肝藥酶濃度測定對於研究藥物代謝、用藥安全及藥物間的相互作用具有十分重要的意義。因此，我們運用QconCAT結合MRM方法對人肝微粒體中的肝藥酶進行高通量的精確定量。目前，藥物對藥代酶的檢測方法仍多限於酶活性測定、mRNA豐度測定或者簡單的蛋白質豐度變化趨勢測定（免疫組化、western等），並非所有的藥物代謝酶都有成熟的活性檢測方法及相應的商業化抗體；mRNA豐度及蛋白質豐度又不完全一致。作為上述檢測方法的補充，本研究旨在基於QconCAT/MRM技術建立26個肝藥酶快速、高通量的檢測方法。

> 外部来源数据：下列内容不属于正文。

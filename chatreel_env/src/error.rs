//! Error types for the chatreel environment abstraction.

use thiserror::Error;

/// Errors that can occur in the environment abstraction layer.
#[derive(Debug, Error)]
pub enum EnvError {
    /// The other end of a command or frame channel went away
    #[error("Channel closed: {0}")]
    ChannelClosed(String),
    
    /// Context operation failed
    #[error("Context error: {0}")]
    ContextError(String),
    
    /// Operation timed out
    #[error("Timeout after {0}ms")]
    Timeout(u64),
}

impl EnvError {
    /// Creates a channel-closed error.
    pub fn closed(channel: impl Into<String>) -> Self {
        Self::ChannelClosed(channel.into())
    }
    
    /// Creates a context error.
    pub fn context(msg: impl std::fmt::Display) -> Self {
        Self::ContextError(msg.to_string())
    }
}

#[cfg(test)]
mod tests {
    use super::*;
    
    #[test]
    fn test_error_display() {
        assert_eq!(EnvError::closed("commands").to_string(), "Channel closed: commands");
        assert_eq!(EnvError::Timeout(250).to_string(), "Timeout after 250ms");
        assert_eq!(EnvError::context("clock stopped").to_string(), "Context error: clock stopped");
    }
}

本研究為26個人肝臟表達的藥物代謝酶提供可用於定量的肽段56條，每條肽段提供3對離子對信息。方法學評估結果表明各肽段在2-500 fmol豐度範圍內的標準曲線回歸係數r值均大於0.99。用3個不同濃度（8-80 fmol）的質控樣本(quality control，QC)評估結果顯示，定量精確度（1-RE）在91.5-98.67%， 準確度（1-RSD）在96.9%以內。用建立的方法分別測定50例混合及10例單例人肝微粒體中肝藥酶的絕對豐度，豐度範圍分別在2.83-161.66 、3.08-194.82 pmol/mg微粒體蛋白。兩組樣本中肝藥酶的豐度變化趨勢比較一致（r2=0.84），表明不同肝藥酶在人群個體中的表達趨勢比較一致。人肝臟中UGTs表達豐度明顯高於CYP450s蛋白。豐度排前5位的是CYP2C9, UGT2B7, UGT1A4, UGT1A6 和UGT2B4，豐度分別是194.82, 184.73, 87.22, 71.40 and 58.47 pmol/mg 微粒體蛋白。本研究中，8個肝藥酶UGT2B4, CYP27A1, CYP4F3, CYP4F2, CYP2J2, CYP4F12 UGT1A4 和CYP51A1首次在人群中給出絕對豐度信息。為了評估該方法與傳統western方法測定豐度趨勢的一致性，本研究以CYP3A4為例，比較該蛋白質在10例人肝微粒體樣本中分別用兩種方法測定的豐度變化的趨勢，二者的一致率達0.87（r2=0.76）。總之，本研究建立了可信度較高的肝藥酶絕對豐度快速、規模化測定方法，為26個肝藥酶提供了在質譜水平可用於豐度測定的肽段和離子對。給出了其在小樣本人群中的豐度參考值，為後續的藥物代謝、藥物相互作用及用藥個體化研究提供技術支持。